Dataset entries
//! Port trait definitions for the Application layer.
//!
//! Ports are the interfaces (contracts) that infrastructure must fulfill.
//! This file imports only from `crate::domain` and `tether_common`, never
//! from `crate::infra`, `crate::commands`, or `crate::output`.
//!
//! Async ports return `Send` futures because the agent drives them from
//! spawned tokio tasks.

use std::future::Future;
use std::path::{Path, PathBuf};
use std::process::{ExitStatus, Output};
use std::time::Duration;

use anyhow::Result;
use tether_common::{AuditRecord, ChangeEvent};
use tokio::sync::mpsc;
use tokio_util::sync::CancellationToken;

use crate::domain::{AgentConfig, RemoteError, RemoteTarget, WatchError};

// ── Command Runner Port ───────────────────────────────────────────────────────

/// Abstracts process execution so infrastructure can be swapped or mocked.
pub trait CommandRunner: Send + Sync {
    /// Run a program and capture its output.
    ///
    /// Implementations should delegate to `run_with_timeout` using the
    /// instance's configured default timeout.
    fn run(&self, program: &str, args: &[&str]) -> impl Future<Output = Result<Output>> + Send;

    /// Run a program with a custom timeout override.
    ///
    /// # Errors
    ///
    /// Returns an error if the process cannot be spawned or exceeds `timeout`.
    /// On timeout, the child process must be killed (not left orphaned).
    fn run_with_timeout(
        &self,
        program: &str,
        args: &[&str],
        timeout: Duration,
    ) -> impl Future<Output = Result<Output>> + Send;

    /// Run a program with stdin piped from `stdin`.
    fn run_with_stdin(
        &self,
        program: &str,
        args: &[&str],
        stdin: &[u8],
        timeout: Duration,
    ) -> impl Future<Output = Result<Output>> + Send;

    /// Run a program with null stdio and return only its exit status.
    ///
    /// Used for programs that fork a background process holding the pipes.
    fn run_status(
        &self,
        program: &str,
        args: &[&str],
        timeout: Duration,
    ) -> impl Future<Output = Result<ExitStatus>> + Send;
}

// ── Network Probe Port ────────────────────────────────────────────────────────

/// Abstracts network connectivity checks so application services can be tested
/// without real network access.
pub trait NetworkProbe: Send + Sync {
    /// Check TCP connectivity to the given host and port.
    fn check_tcp_connectivity(
        &self,
        host: &str,
        port: u16,
        timeout: Duration,
    ) -> impl Future<Output = Result<bool>> + Send;

    /// Check DNS resolution for the given hostname.
    fn check_dns_resolution(&self, hostname: &str) -> impl Future<Output = Result<bool>> + Send;
}

// ── Remote Connector Port ─────────────────────────────────────────────────────

/// Captured output of a remote command or upload.
#[derive(Debug, Clone, Default, PartialEq, Eq)]
pub struct RemoteOutput {
    pub exit_code: i32,
    pub stdout: String,
    pub stderr: String,
}

/// Opens and drives secure remote shell sessions.
pub trait RemoteConnector: Send + Sync + 'static {
    /// Connection handle owned by the pool.
    type Session: Send + Sync + 'static;

    /// Establish a new session to `target`.
    fn connect(
        &self,
        target: &RemoteTarget,
    ) -> impl Future<Output = Result<Self::Session, RemoteError>> + Send;

    /// Run a shell command over an established session.
    ///
    /// A non-zero remote exit code is `Ok`; transport failures are `Err`.
    fn exec(
        &self,
        session: &Self::Session,
        command: &str,
    ) -> impl Future<Output = Result<RemoteOutput, RemoteError>> + Send;

    /// Upload `local` to `remote_path`, creating the remote directory.
    /// `front_matter`, when set, is written ahead of the file's bytes.
    fn push(
        &self,
        session: &Self::Session,
        local: &Path,
        front_matter: Option<&str>,
        remote_path: &str,
    ) -> impl Future<Output = Result<RemoteOutput, RemoteError>> + Send;

    /// Whether the session still answers.
    fn check(&self, session: &Self::Session) -> impl Future<Output = bool> + Send;

    /// Tear the session down. Never fails; errors are logged.
    fn close(&self, session: &Self::Session) -> impl Future<Output = ()> + Send;
}

// ── Audit Port ────────────────────────────────────────────────────────────────

/// Append-only sink for audit records. Sync trait; appends are short writes.
pub trait AuditSink: Send + Sync {
    /// Append one record. Concurrent appends must not interleave.
    ///
    /// # Errors
    ///
    /// Returns an error if the record cannot be persisted.
    fn append(&self, record: &AuditRecord) -> Result<()>;
}

// ── Event Source Port ─────────────────────────────────────────────────────────

/// What an event source reports.
#[derive(Debug, Clone, PartialEq, Eq)]
pub enum SourceSignal {
    Change(ChangeEvent),
    WatchLost { root: PathBuf },
    WatchRestored { root: PathBuf },
}

/// Produces normalized change events until cancelled.
pub trait EventSource: Send + 'static {
    /// Run until `cancel` fires or the receiver is dropped.
    ///
    /// # Errors
    ///
    /// Returns a [`WatchError`] when a watch cannot be (re-)established.
    fn run(
        self,
        tx: mpsc::Sender<SourceSignal>,
        cancel: CancellationToken,
    ) -> impl Future<Output = Result<(), WatchError>> + Send;
}

// ── Progress Reporting Port ───────────────────────────────────────────────────

/// Abstracts progress reporting so services can emit events without
/// depending on the Presentation layer. Sync trait; no async needed.
pub trait ProgressReporter {
    /// Emit an in-progress step message.
    fn step(&self, message: &str);
    /// Emit a success message.
    fn success(&self, message: &str);
    /// Emit a warning message.
    fn warn(&self, message: &str);
}

// ── Filesystem Ports ──────────────────────────────────────────────────────────

/// Abstracts raw filesystem queries.
pub trait LocalFs {
    /// Whether `path` exists.
    fn exists(&self, path: &Path) -> bool;
    /// Whether `path` is a directory.
    fn is_dir(&self, path: &Path) -> bool;
}

/// Moves finished files out of the watched tree.
pub trait FileDisposer: Send + Sync {
    /// Move `path` to the processed or failed directory.
    ///
    /// Returns the new location, or `None` when the file no longer exists.
    ///
    /// # Errors
    ///
    /// Returns an error if the move fails.
    fn dispose(&self, path: &Path, succeeded: bool) -> Result<Option<PathBuf>>;
}

/// Loads the agent configuration.
pub trait ConfigStore {
    /// Load and `~`-expand the configuration.
    ///
    /// # Errors
    ///
    /// Returns an error if the file cannot be read or parsed.
    fn load(&self) -> Result<AgentConfig>;

    /// Path the configuration is loaded from.
    ///
    /// # Errors
    ///
    /// Returns an error if the home directory cannot be determined.
    fn path(&self) -> Result<PathBuf>;
}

*Description of the task*
Taking the line with "fn check_dns_resolution(&self, hostname: &str)" as the first and the line with "Result<Self::Session, RemoteError>> + Send;" as the last, retype that stretch of the data above exactly, with no other lines.

*Response*
    fn check_dns_resolution(&self, hostname: &str) -> impl Future<Output = Result<bool>> + Send;
}

// ── Remote Connector Port ─────────────────────────────────────────────────────

/// Captured output of a remote command or upload.
#[derive(Debug, Clone, Default, PartialEq, Eq)]
pub struct RemoteOutput {
    pub exit_code: i32,
    pub stdout: String,
    pub stderr: String,
}

/// Opens and drives secure remote shell sessions.
pub trait RemoteConnector: Send + Sync + 'static {
    /// Connection handle owned by the pool.
    type Session: Send + Sync + 'static;

    /// Establish a new session to `target`.
    fn connect(
        &self,
        target: &RemoteTarget,
    ) -> impl Future<Output = Result<Self::Session, RemoteError>> + Send;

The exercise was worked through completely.